Residents of Toledo, Ohio, have recently been treated to some unusual marketing from their city government. Through letters, handout cards and newspaper advertising, the city has embarked on an aggressive public information campaign. But the promotion isn't for its minor league baseball team, art museum or zoo. Rather, the city is tooting its own horn about a seemingly less glamorous feature: parking garages.
What's even stranger than a marketing campaign about parking is the fact that the city actually has something to say. Toledo's city garages offer jump-starts, a package-carrying service and window washing, all for free. For a charge, drivers can get more extensive service work done. If they need an oil change, new tires or a hand washing, a downtown contractor will perform the work while the driver works or shops. And when drivers leave the garage, they get free candy.
Although Toledo stands out in the level of service the city provides, cities all over the country are trying to spiff up their parking facilities. Long viewed simply as a revenue generator or a public utility, parking is increasingly seen as an economic development tool, capable of generating both dollars and goodwill for the city.
"Local governments are starting to understand the importance of parking," says David Feehan, president of the International Downtown Association. "Cities are working to change parking not just from a negative to a neutral but even to a positive experience."
In an effort to make the aesthetics of its parking garages more appealing to passersby, the city of Houston is encouraging sophisticated architecture and the co-location of retail or other attractions. "When you're in the downtown-revitalization business, it is so critical to make the pedestrian experience feel right," says Bob Eury, executive director of the Houston Downtown Management District. "It's very hard to do that with a lot of blank walls."
The city doesn't actually own much parking in its central business corridor, but the downtown management district has been fairly successful in persuading private developers to do innovative projects with their garages. Some garages already sport retail stores on one level. One downtown building was recently converted from an old department store to a parking garage. City officials persuaded the developer to keep the ground-level windows intact, to keep the option open for retail stores if the market becomes attractive.
In facilities where street-level retail is structurally impossible, city officials have other ideas. At one garage, they are exploring the possibility of giant art or video images. At another, Eury is trying to put together an exhibit of "artcars"--vehicles decorated as art objects uniquely popular in Houston--on the ground floor.
In some localities, parking innovations aren't quite as flashy. Tempe, Arizona, recently consolidated all of its parking into a private, nonprofit management agency. Although some parking lots are owned by the city and others are owned by the private sector, they are all now managed by the nonprofit Downtown Tempe Community Inc. The collective management has allowed the city to streamline the parking process and to offer universal incentives. Street meters, for instance, spit out coupons worth $1 off a purchase at participating businesses, so parking is essentially free if drivers buy something downtown.

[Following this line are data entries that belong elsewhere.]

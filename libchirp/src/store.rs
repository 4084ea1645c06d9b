//! Durable storage for the scheduled-post queue
//!
//! The queue is one JSON array document, exclusively owned by whichever
//! process is running. There is deliberately no cross-process locking or
//! versioning; concurrent writers racing on the same document is undefined
//! behavior and out of scope (run a single daemon instance). The trait seam
//! exists so a backend with real locking or a transactional file could be
//! substituted without touching delivery logic.

use std::io::Write;
use std::path::{Path, PathBuf};

use async_trait::async_trait;

use crate::error::{Result, StoreError};
use crate::types::ScheduledPost;

/// Storage interface for pending posts.
///
/// `load` immediately followed by `save` of the unmodified sequence must be
/// a no-op: the persisted form is lossless in field order and types.
#[async_trait]
pub trait QueueStore: Send + Sync {
    /// Loads all pending posts, in document order. An absent document is an
    /// empty queue, not an error. A corrupt document is an error.
    async fn load(&self) -> Result<Vec<ScheduledPost>>;

    /// Overwrites the document with the given sequence. Last writer wins.
    async fn save(&self, posts: &[ScheduledPost]) -> Result<()>;

    /// Appends one post and persists.
    async fn append(&self, post: ScheduledPost) -> Result<()>;

    /// Removes the post with the given id and persists. Returns whether the
    /// id was present; all other entries keep their original order.
    async fn remove(&self, id: &str) -> Result<bool>;
}

/// The shipped backend: a single JSON document on the local filesystem.
#[derive(Debug, Clone)]
pub struct JsonFileStore {
    path: PathBuf,
}

impl JsonFileStore {
    pub fn new(path: impl Into<PathBuf>) -> Self {
        Self { path: path.into() }
    }

    pub fn path(&self) -> &Path {
        &self.path
    }

    fn path_str(&self) -> String {
        self.path.display().to_string()
    }

    fn read_document(&self) -> Result<Vec<ScheduledPost>> {
        let data = match std::fs::read(&self.path) {
            Ok(data) => data,
            Err(e) if e.kind() == std::io::ErrorKind::NotFound => return Ok(Vec::new()),
            Err(e) => {
                return Err(StoreError::Read {
                    path: self.path_str(),
                    source: e,
                }
                .into())
            }
        };

        let posts = serde_json::from_slice(&data).map_err(|e| StoreError::Parse {
            path: self.path_str(),
            source: e,
        })?;

        Ok(posts)
    }

    /// Writes the document to a sibling temp file and renames it into place,
    /// so readers never observe a partially written document.
    fn write_document(&self, posts: &[ScheduledPost]) -> Result<()> {
        let io_err = |e: std::io::Error| StoreError::Write {
            path: self.path_str(),
            source: e,
        };

        if let Some(parent) = self.path.parent() {
            if !parent.as_os_str().is_empty() {
                std::fs::create_dir_all(parent).map_err(io_err)?;
            }
        }

        let json = serde_json::to_vec_pretty(posts).map_err(|e| StoreError::Parse {
            path: self.path_str(),
            source: e,
        })?;

        let tmp_path = self.path.with_extension("json.tmp");
        let mut file = std::fs::File::create(&tmp_path).map_err(io_err)?;
        file.write_all(&json).map_err(io_err)?;
        file.sync_all().map_err(io_err)?;
        drop(file);

        std::fs::rename(&tmp_path, &self.path).map_err(io_err)?;
        Ok(())
    }
}

#[async_trait]
impl QueueStore for JsonFileStore {
    async fn load(&self) -> Result<Vec<ScheduledPost>> {
        self.read_document()
    }

    async fn save(&self, posts: &[ScheduledPost]) -> Result<()> {
        self.write_document(posts)
    }

    async fn append(&self, post: ScheduledPost) -> Result<()> {
        let mut posts = self.read_document()?;
        posts.push(post);
        self.write_document(&posts)
    }

    async fn remove(&self, id: &str) -> Result<bool> {
        let mut posts = self.read_document()?;
        let before = posts.len();
        posts.retain(|p| p.id != id);

        if posts.len() == before {
            return Ok(false);
        }

        self.write_document(&posts)?;
        Ok(true)
    }
}

#[cfg(test)]
mod tests {
    use super::*;
    use chrono::{NaiveDate, NaiveDateTime};
    use tempfile::TempDir;

    fn at(h: u32, m: u32) -> NaiveDateTime {
        NaiveDate::from_ymd_opt(2024, 6, 1)
            .unwrap()
            .and_hms_opt(h, m, 0)
            .unwrap()
    }

    fn test_store() -> (TempDir, JsonFileStore) {
        let dir = TempDir::new().unwrap();
        let store = JsonFileStore::new(dir.path().join("queue.json"));
        (dir, store)
    }

    #[tokio::test]
    async fn test_load_missing_document_is_empty_queue() {
        let (_dir, store) = test_store();
        let posts = store.load().await.unwrap();
        assert!(posts.is_empty());
    }

    #[tokio::test]
    async fn test_append_then_load_round_trips() {
        let (_dir, store) = test_store();
        let post = ScheduledPost::new(
            "hello".to_string(),
            Some("/tmp/pic.png".to_string()),
            at(18, 0),
        );
        store.append(post.clone()).await.unwrap();

        let loaded = store.load().await.unwrap();
        assert_eq!(loaded, vec![post]);
    }

    #[tokio::test]
    async fn test_load_then_save_is_a_noop() {
        let (_dir, store) = test_store();
        for i in 0..3 {
            store
                .append(ScheduledPost::new(format!("post {}", i), None, at(18, i)))
                .await
                .unwrap();
        }

        let first = store.load().await.unwrap();
        store.save(&first).await.unwrap();
        let second = store.load().await.unwrap();

        assert_eq!(first, second);
    }

    #[tokio::test]
    async fn test_remove_unknown_id_leaves_document_untouched() {
        let (_dir, store) = test_store();
        let post = ScheduledPost::new("keep me".to_string(), None, at(18, 0));
        store.append(post.clone()).await.unwrap();

        let found = store.remove("no-such-id").await.unwrap();
        assert!(!found);
        assert_eq!(store.load().await.unwrap(), vec![post]);
    }

    #[tokio::test]
    async fn test_remove_keeps_remaining_entries_in_order() {
        let (_dir, store) = test_store();
        let a = ScheduledPost::new("a".to_string(), None, at(18, 0));
        let b = ScheduledPost::new("b".to_string(), None, at(19, 0));
        let c = ScheduledPost::new("c".to_string(), None, at(20, 0));
        for post in [a.clone(), b.clone(), c.clone()] {
            store.append(post).await.unwrap();
        }

        let found = store.remove(&b.id).await.unwrap();
        assert!(found);
        assert_eq!(store.load().await.unwrap(), vec![a, c]);
    }

    #[tokio::test]
    async fn test_corrupt_document_is_an_error() {
        let (_dir, store) = test_store();
        std::fs::write(store.path(), b"{ not json").unwrap();

        let err = store.load().await.unwrap_err();
        let message = format!("{}", err);
        assert!(message.contains("Corrupt queue document"));
        assert!(message.contains("queue.json"));
    }

    #[tokio::test]
    async fn test_save_creates_parent_directories() {
        let dir = TempDir::new().unwrap();
        let store = JsonFileStore::new(dir.path().join("nested/dir/queue.json"));
        store
            .append(ScheduledPost::new("x".to_string(), None, at(18, 0)))
            .await
            .unwrap();
        assert_eq!(store.load().await.unwrap().len(), 1);
    }

    #[tokio::test]
    async fn test_no_temp_file_left_behind_after_save() {
        let (_dir, store) = test_store();
        store
            .append(ScheduledPost::new("x".to_string(), None, at(18, 0)))
            .await
            .unwrap();
        assert!(!store.path().with_extension("json.tmp").exists());
    }

    #[tokio::test]
    async fn test_document_is_a_json_array_with_contract_fields() {
        let (_dir, store) = test_store();
        store
            .append(ScheduledPost::new("hello".to_string(), None, at(18, 0)))
            .await
            .unwrap();

        let raw = std::fs::read_to_string(store.path()).unwrap();
        let value: serde_json::Value = serde_json::from_str(&raw).unwrap();
        let array = value.as_array().unwrap();
        assert_eq!(array.len(), 1);
        assert_eq!(array[0]["text"], "hello");
        assert_eq!(array[0]["schedule_time"], "2024-06-01T18:00:00");
        assert!(array[0]["id"].is_string());
    }
}
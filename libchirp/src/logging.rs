//! Centralized logging configuration for all Chirp binaries
//!
//! All binaries log to stderr through `tracing`, keeping stdout free for
//! command output. Format and level come from flags or the `CHIRP_LOG_FORMAT`
//! / `CHIRP_LOG_LEVEL` environment variables.

use std::str::FromStr;

#[derive(Debug, Clone, Copy, PartialEq, Eq)]
pub enum LogFormat {
    /// Human-readable text output (no colors, for piping)
    Text,
    /// Machine-parseable JSON (one JSON object per line)
    Json,
    /// Pretty-printed with colors (for development)
    Pretty,
}

impl FromStr for LogFormat {
    type Err = String;

    fn from_str(s: &str) -> Result<Self, Self::Err> {
        match s.to_lowercase().as_str() {
            "text" => Ok(LogFormat::Text),
            "json" => Ok(LogFormat::Json),
            "pretty" => Ok(LogFormat::Pretty),
            _ => Err(format!(
                "Invalid log format: '{}'. Valid options: text, json, pretty",
                s
            )),
        }
    }
}

impl std::fmt::Display for LogFormat {
    fn fmt(&self, f: &mut std::fmt::Formatter<'_>) -> std::fmt::Result {
        match self {
            LogFormat::Text => write!(f, "text"),
            LogFormat::Json => write!(f, "json"),
            LogFormat::Pretty => write!(f, "pretty"),
        }
    }
}

/// Configuration for logging initialization
pub struct LoggingConfig {
    pub format: LogFormat,
    pub level: String,
    pub verbose: bool,
}

impl LoggingConfig {
    pub fn new(format: LogFormat, level: String, verbose: bool) -> Self {
        Self {
            format,
            level,
            verbose,
        }
    }

    /// Initialize logging with the configured settings.
    ///
    /// # Panics
    ///
    /// Panics if a subscriber has already been installed.
    pub fn init(&self) {
        use tracing_subscriber::EnvFilter;

        let filter = if self.verbose {
            EnvFilter::try_from_default_env().unwrap_or_else(|_| EnvFilter::new("debug"))
        } else {
            EnvFilter::try_from_default_env().unwrap_or_else(|_| EnvFilter::new(&self.level))
        };

        match self.format {
            LogFormat::Json => {
                tracing_subscriber::fmt()
                    .json()
                    .with_env_filter(filter)
                    .with_writer(std::io::stderr)
                    .flatten_event(true)
                    .with_target(true)
                    .init();
            }
            LogFormat::Pretty => {
                tracing_subscriber::fmt()
                    .pretty()
                    .with_env_filter(filter)
                    .with_writer(std::io::stderr)
                    .with_target(true)
                    .init();
            }
            LogFormat::Text => {
                tracing_subscriber::fmt()
                    .with_env_filter(filter)
                    .with_writer(std::io::stderr)
                    .with_target(false)
                    .with_level(true)
                    .init();
            }
        }
    }
}

/// Initialize logging from `CHIRP_LOG_FORMAT` / `CHIRP_LOG_LEVEL`, falling
/// back to text at the given default level.
pub fn init(verbose: bool) {
    let format = std::env::var("CHIRP_LOG_FORMAT")
        .ok()
        .and_then(|s| s.parse().ok())
        .unwrap_or(LogFormat::Text);

    let level = std::env::var("CHIRP_LOG_LEVEL").unwrap_or_else(|_| {
        if verbose { "debug" } else { "error" }.to_string()
    });

    LoggingConfig::new(format, level, verbose).init();
}

#[cfg(test)]
mod tests {
    use super::*;

    #[test]
    fn test_log_format_from_str() {
        assert_eq!("text".parse::<LogFormat>().unwrap(), LogFormat::Text);
        assert_eq!("json".parse::<LogFormat>().unwrap(), LogFormat::Json);
        assert_eq!("PRETTY".parse::<LogFormat>().unwrap(), LogFormat::Pretty);
    }

    #[test]
    fn test_log_format_from_str_invalid() {
        let result = "invalid".parse::<LogFormat>();
        assert!(result.is_err());
        assert!(result.unwrap_err().contains("Invalid log format: 'invalid'"));
    }

    #[test]
    fn test_log_format_display() {
        assert_eq!(LogFormat::Text.to_string(), "text");
        assert_eq!(LogFormat::Json.to_string(), "json");
        assert_eq!(LogFormat::Pretty.to_string(), "pretty");
    }
}
//! Chirp - post to X (Twitter) from the command line, now or later
//!
//! This library provides OAuth1.0a request signing, the X API client, and a
//! durable scheduled-post queue with a polling delivery loop. The CLI
//! binaries (`chirp-post`, `chirp-queue`, `chirp-send`) are thin wrappers
//! over the operations in [`service`] and [`daemon`].

pub mod client;
pub mod clock;
pub mod config;
pub mod credentials;
pub mod daemon;
pub mod error;
pub mod logging;
pub mod mock;
pub mod schedule;
pub mod service;
pub mod signing;
pub mod store;
pub mod types;

// Re-export commonly used types
pub use client::{Publisher, TwitterClient};
pub use clock::{Clock, SystemClock};
pub use config::Config;
pub use credentials::Credentials;
pub use daemon::{Scheduler, TickOutcome};
pub use error::{ChirpError, Result};
pub use store::{JsonFileStore, QueueStore};
pub use types::ScheduledPost;
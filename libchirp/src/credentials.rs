//! OAuth1.0a credential material
//!
//! Four opaque strings supplied by the configuration layer. The two secrets
//! are wrapped in `SecretString` so they are zeroed on drop and redacted in
//! debug output. Credentials live in process memory only and are never
//! written to the queue document.

use secrecy::{ExposeSecret, SecretString};

#[derive(Debug)]
pub struct Credentials {
    pub api_key: String,
    pub api_secret: SecretString,
    pub access_token: String,
    pub access_secret: SecretString,
}

impl Credentials {
    pub fn new(
        api_key: impl Into<String>,
        api_secret: impl Into<String>,
        access_token: impl Into<String>,
        access_secret: impl Into<String>,
    ) -> Self {
        Self {
            api_key: api_key.into(),
            api_secret: SecretString::from(api_secret.into()),
            access_token: access_token.into(),
            access_secret: SecretString::from(access_secret.into()),
        }
    }

    pub fn api_secret(&self) -> &str {
        self.api_secret.expose_secret()
    }

    pub fn access_secret(&self) -> &str {
        self.access_secret.expose_secret()
    }
}
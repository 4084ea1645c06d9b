//! Injectable clock capability
//!
//! Signing timestamps and due-time checks both read the wall clock. Routing
//! them through a trait keeps signature output and daemon ticks reproducible
//! in tests (see [`crate::mock::FixedClock`]).

use chrono::{Local, NaiveDateTime, Utc};

pub trait Clock: Send + Sync {
    /// Current Unix time in whole seconds, used for `oauth_timestamp`.
    fn unix_timestamp(&self) -> i64;

    /// Current local wall-clock time, used for schedule parsing and
    /// due-time partitioning. Scheduled posts are local-time semantics.
    fn now_local(&self) -> NaiveDateTime;
}

/// The real wall clock.
#[derive(Debug, Clone, Copy, Default)]
pub struct SystemClock;

impl Clock for SystemClock {
    fn unix_timestamp(&self) -> i64 {
        Utc::now().timestamp()
    }

    fn now_local(&self) -> NaiveDateTime {
        Local::now().naive_local()
    }
}
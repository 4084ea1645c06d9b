//! Delivery loop for scheduled posts
//!
//! The scheduler is an explicit abstraction over a store, a publisher, and a
//! clock rather than a literal loop, so a single tick can be driven
//! deterministically in tests. One tick scans the store, partitions it into
//! due and not-due posts, and delivers due posts strictly one at a time in
//! store order. A failed delivery retains the post for the next tick; a post
//! is never discarded because one attempt failed.

use std::sync::atomic::{AtomicBool, Ordering};
use std::sync::Arc;

use tokio::time::{sleep, Duration};
use tracing::{error, info, warn};

use crate::client::Publisher;
use crate::clock::Clock;
use crate::error::Result;
use crate::store::QueueStore;

/// What one scan-and-deliver pass did.
#[derive(Debug, Clone, Copy, PartialEq, Eq, Default)]
pub struct TickOutcome {
    pub delivered: usize,
    pub failed: usize,
    pub pending: usize,
}

pub struct Scheduler<S, P, C> {
    store: S,
    publisher: P,
    clock: C,
}

impl<S: QueueStore, P: Publisher, C: Clock> Scheduler<S, P, C> {
    pub fn new(store: S, publisher: P, clock: C) -> Self {
        Self {
            store,
            publisher,
            clock,
        }
    }

    /// Runs one scan-and-deliver pass.
    ///
    /// The store is written back only when a delivery succeeded; a pass that
    /// delivers nothing leaves the document bytes alone.
    pub async fn tick(&self) -> Result<TickOutcome> {
        let posts = self.store.load().await?;
        let loaded = posts.len();
        let now = self.clock.now_local();

        let mut outcome = TickOutcome::default();
        let mut retained = Vec::with_capacity(posts.len());

        for post in posts {
            if !post.is_due(now) {
                retained.push(post);
                continue;
            }

            info!(id = %post.id, scheduled = %post.schedule_time, "delivering scheduled post");
            let image = post.image.as_ref().map(std::path::Path::new);

            match self.publisher.publish(&post.text, image).await {
                Ok(()) => {
                    info!(id = %post.id, "scheduled post delivered");
                    outcome.delivered += 1;
                }
                Err(e) => {
                    warn!(id = %post.id, error = %e, "delivery failed, retaining post for next tick");
                    outcome.failed += 1;
                    retained.push(post);
                }
            }
        }

        if retained.len() != loaded {
            self.store.save(&retained).await?;
        }

        outcome.pending = retained.len();
        Ok(outcome)
    }

    /// Runs tick-sleep forever, until the shutdown flag is set by an
    /// external signal. The loop has no termination condition of its own.
    pub async fn run(&self, poll_interval: u64, shutdown: Arc<AtomicBool>) -> Result<()> {
        info!(poll_interval, "scheduler loop starting");

        loop {
            if shutdown.load(Ordering::Relaxed) {
                info!("shutdown requested, stopping scheduler loop");
                break;
            }

            match self.tick().await {
                Ok(outcome) if outcome.delivered > 0 || outcome.failed > 0 => {
                    info!(
                        delivered = outcome.delivered,
                        failed = outcome.failed,
                        pending = outcome.pending,
                        "tick complete"
                    );
                }
                Ok(_) => {}
                Err(e) => error!(error = %e, "tick failed"),
            }

            // Sleep until the next poll, checking the flag every second so
            // shutdown stays responsive.
            for _ in 0..poll_interval {
                if shutdown.load(Ordering::Relaxed) {
                    break;
                }
                sleep(Duration::from_secs(1)).await;
            }
        }

        Ok(())
    }
}
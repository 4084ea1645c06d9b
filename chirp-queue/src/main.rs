//! chirp-queue - Manage the scheduled-post queue

use clap::{Parser, Subcommand};
use libchirp::{ChirpError, Config, JsonFileStore, Result, ScheduledPost, SystemClock};

#[derive(Parser, Debug)]
#[command(name = "chirp-queue")]
#[command(version)]
#[command(about = "Manage scheduled posts")]
#[command(long_about = "\
chirp-queue - Manage scheduled posts

DESCRIPTION:
    Queues posts for later delivery by chirp-send, lists what is pending,
    and cancels queued posts. The queue is a JSON document owned by one
    process at a time; do not run multiple daemons against it.

COMMANDS:
    add     Queue a post for later delivery
    list    List pending posts
    cancel  Cancel a pending post by id

TIME FORMATS:
    18:00               today at 18:00
    12-31 23:59         that date this year
    2024-01-01 00:00    exact date and time
    30m, 2h             relative to now

USAGE EXAMPLES:
    chirp-queue add \"Launch day!\" --at \"09-15 10:00\"
    chirp-queue add \"Reminder\" --at 2h --image banner.png
    chirp-queue list --format json
    chirp-queue cancel <POST_ID>

CONFIGURATION:
    Configuration file: ~/.config/chirp/config.toml (override: CHIRP_CONFIG)
    Queue document: ~/.local/share/chirp/queue.json

EXIT CODES:
    0 - Success
    1 - Queue or configuration error
    3 - Invalid input (bad time format, unknown post id, empty text)
")]
struct Cli {
    #[command(subcommand)]
    command: Commands,

    /// Enable verbose logging to stderr
    #[arg(short, long, global = true)]
    verbose: bool,
}

#[derive(Subcommand, Debug)]
enum Commands {
    /// Queue a post for later delivery
    Add {
        /// Text to post
        text: String,

        /// When to post it (e.g. "18:00", "12-31 23:59", "2h")
        #[arg(long, value_name = "TIME")]
        at: String,

        /// Path to an image file to attach at delivery time
        #[arg(short, long)]
        image: Option<String>,
    },

    /// List pending posts
    List {
        /// Output format: text or json
        #[arg(short, long, default_value = "text")]
        format: String,
    },

    /// Cancel a pending post
    Cancel {
        /// Post id to cancel
        post_id: String,
    },
}

#[tokio::main]
async fn main() {
    let cli = Cli::parse();

    libchirp::logging::init(cli.verbose);

    if let Err(e) = run(cli).await {
        eprintln!("Error: {}", e);
        std::process::exit(e.exit_code());
    }
}

async fn run(cli: Cli) -> Result<()> {
    let config = Config::load()?;
    let store = JsonFileStore::new(config.queue_path());

    match cli.command {
        Commands::Add { text, at, image } => {
            let post =
                libchirp::service::create_scheduled(&store, &SystemClock, &text, image, &at)
                    .await?;
            println!("Queued {} for {}", post.id, post.schedule_time);
        }
        Commands::List { format } => {
            cmd_list(&store, &format).await?;
        }
        Commands::Cancel { post_id } => {
            libchirp::service::cancel(&store, &post_id).await?;
            println!("Cancelled {}", post_id);
        }
    }

    Ok(())
}

async fn cmd_list(store: &JsonFileStore, format: &str) -> Result<()> {
    if format != "text" && format != "json" {
        return Err(ChirpError::InvalidInput(format!(
            "Invalid format '{}'. Must be 'text' or 'json'",
            format
        )));
    }

    let posts = libchirp::service::list_pending(store).await?;

    if format == "json" {
        println!(
            "{}",
            serde_json::to_string_pretty(&posts)
                .expect("scheduled posts always serialize")
        );
    } else {
        output_list_text(&posts);
    }

    Ok(())
}

fn output_list_text(posts: &[ScheduledPost]) {
    for post in posts {
        let preview = truncate_content(&post.text, 50);
        let attachment = post.image.as_deref().unwrap_or("-");
        println!(
            "{} | {} | {} | {}",
            post.id, post.schedule_time, preview, attachment
        );
    }
}

/// Truncate content to max length with ellipsis
fn truncate_content(content: &str, max_len: usize) -> String {
    if content.chars().count() <= max_len {
        content.to_string()
    } else {
        let truncated: String = content.chars().take(max_len).collect();
        format!("{}...", truncated)
    }
}
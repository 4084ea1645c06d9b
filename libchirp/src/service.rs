//! CLI-facing operations
//!
//! Thin orchestration over the client, store, and schedule parser. All
//! input validation happens here, before any network call or store
//! mutation.

use std::path::Path;

use tracing::info;

use crate::client::Publisher;
use crate::clock::Clock;
use crate::error::{ChirpError, Result};
use crate::schedule::parse_schedule;
use crate::store::QueueStore;
use crate::types::ScheduledPost;

fn validate_text(text: &str) -> Result<&str> {
    let text = text.trim();
    if text.is_empty() {
        return Err(ChirpError::InvalidInput(
            "Post text cannot be empty".to_string(),
        ));
    }
    Ok(text)
}

/// Posts immediately, uploading the attachment first if one is given.
pub async fn post_now(
    publisher: &dyn Publisher,
    text: &str,
    image: Option<&Path>,
) -> Result<()> {
    let text = validate_text(text)?;
    publisher.publish(text, image).await
}

/// Queues a post for later delivery.
///
/// Validation (empty text, unparseable time, due time not strictly in the
/// future) completes before the store is touched.
pub async fn create_scheduled(
    store: &dyn QueueStore,
    clock: &dyn Clock,
    text: &str,
    image: Option<String>,
    when: &str,
) -> Result<ScheduledPost> {
    let text = validate_text(text)?;
    let now = clock.now_local();
    let schedule_time = parse_schedule(when, now)?;

    if schedule_time <= now {
        return Err(ChirpError::InvalidInput(format!(
            "Schedule time {} is not in the future",
            schedule_time
        )));
    }

    let post = ScheduledPost::new(text.to_string(), image, schedule_time);
    store.append(post.clone()).await?;

    info!(id = %post.id, scheduled = %post.schedule_time, "queued scheduled post");
    Ok(post)
}

/// Lists pending posts in store order.
pub async fn list_pending(store: &dyn QueueStore) -> Result<Vec<ScheduledPost>> {
    store.load().await
}

/// Cancels a pending post by id. Unknown ids fail without touching the
/// store.
pub async fn cancel(store: &dyn QueueStore, id: &str) -> Result<()> {
    if !store.remove(id).await? {
        return Err(ChirpError::InvalidInput(format!(
            "No scheduled post found with id {}",
            id
        )));
    }

    info!(id, "cancelled scheduled post");
    Ok(())
}
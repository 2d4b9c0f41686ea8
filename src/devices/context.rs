use crate::config::Config;
use crate::hal::{self, Clock, GpioBackend, HalError, NoHardware, SystemClock};
use std::path::PathBuf;
use std::rc::Rc;

/// Where the one-wire temperature probe lives in sysfs.
#[derive(Debug, Clone, PartialEq, Eq)]
pub struct OneWireSettings {
    pub devices_dir: PathBuf,
    pub sensor_id: Option<String>,
}

/// Everything a device needs besides its pins. Built once at startup and
/// shared by every Device Manager created afterwards.
pub struct DeviceContext {
    pub simulation: bool,
    pub backend: Box<dyn GpioBackend>,
    pub clock: Rc<dyn Clock>,
    pub onewire: OneWireSettings,
    pub relay_active_low: bool,
    pub adc_vref: f64,
    /// GPIO claimed as the ADC chip select whenever an analog sensor is configured.
    pub adc_cs_pin: u8,
}

impl DeviceContext {
    pub fn from_config(cfg: &Config) -> Result<Self, HalError> {
        // simulated devices never ask the backend for a line
        let backend: Box<dyn GpioBackend> = if cfg.simulation {
            Box::new(NoHardware)
        } else {
            hal::default_backend(cfg.adc_vref, cfg.adc_cs_pin)?
        };
        Ok(Self {
            simulation: cfg.simulation,
            backend,
            clock: Rc::new(SystemClock),
            onewire: OneWireSettings {
                devices_dir: cfg.w1_devices_dir.clone(),
                sensor_id: cfg.onewire_sensor_id.clone(),
            },
            relay_active_low: cfg.relay_active_low,
            adc_vref: cfg.adc_vref,
            adc_cs_pin: cfg.adc_cs_pin,
        })
    }
}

Back in Toledo, the car-servicing options are also helping local businesses. "It's good for downtown vendors," says Clayton Johnston, president of the Downtown Toledo Parking Authority. "It gives them a new market to work with." For the future, city officials are looking beyond just car-related services. They are working on coordinating parking with dry-cleaning services, where drivers would drop off their clothes at the garage and pick them up there when they come to work the next day. In the future, Johnston hopes that the parking garages also will work with grocery stores and the city's farmer's market to provide food-shopping service.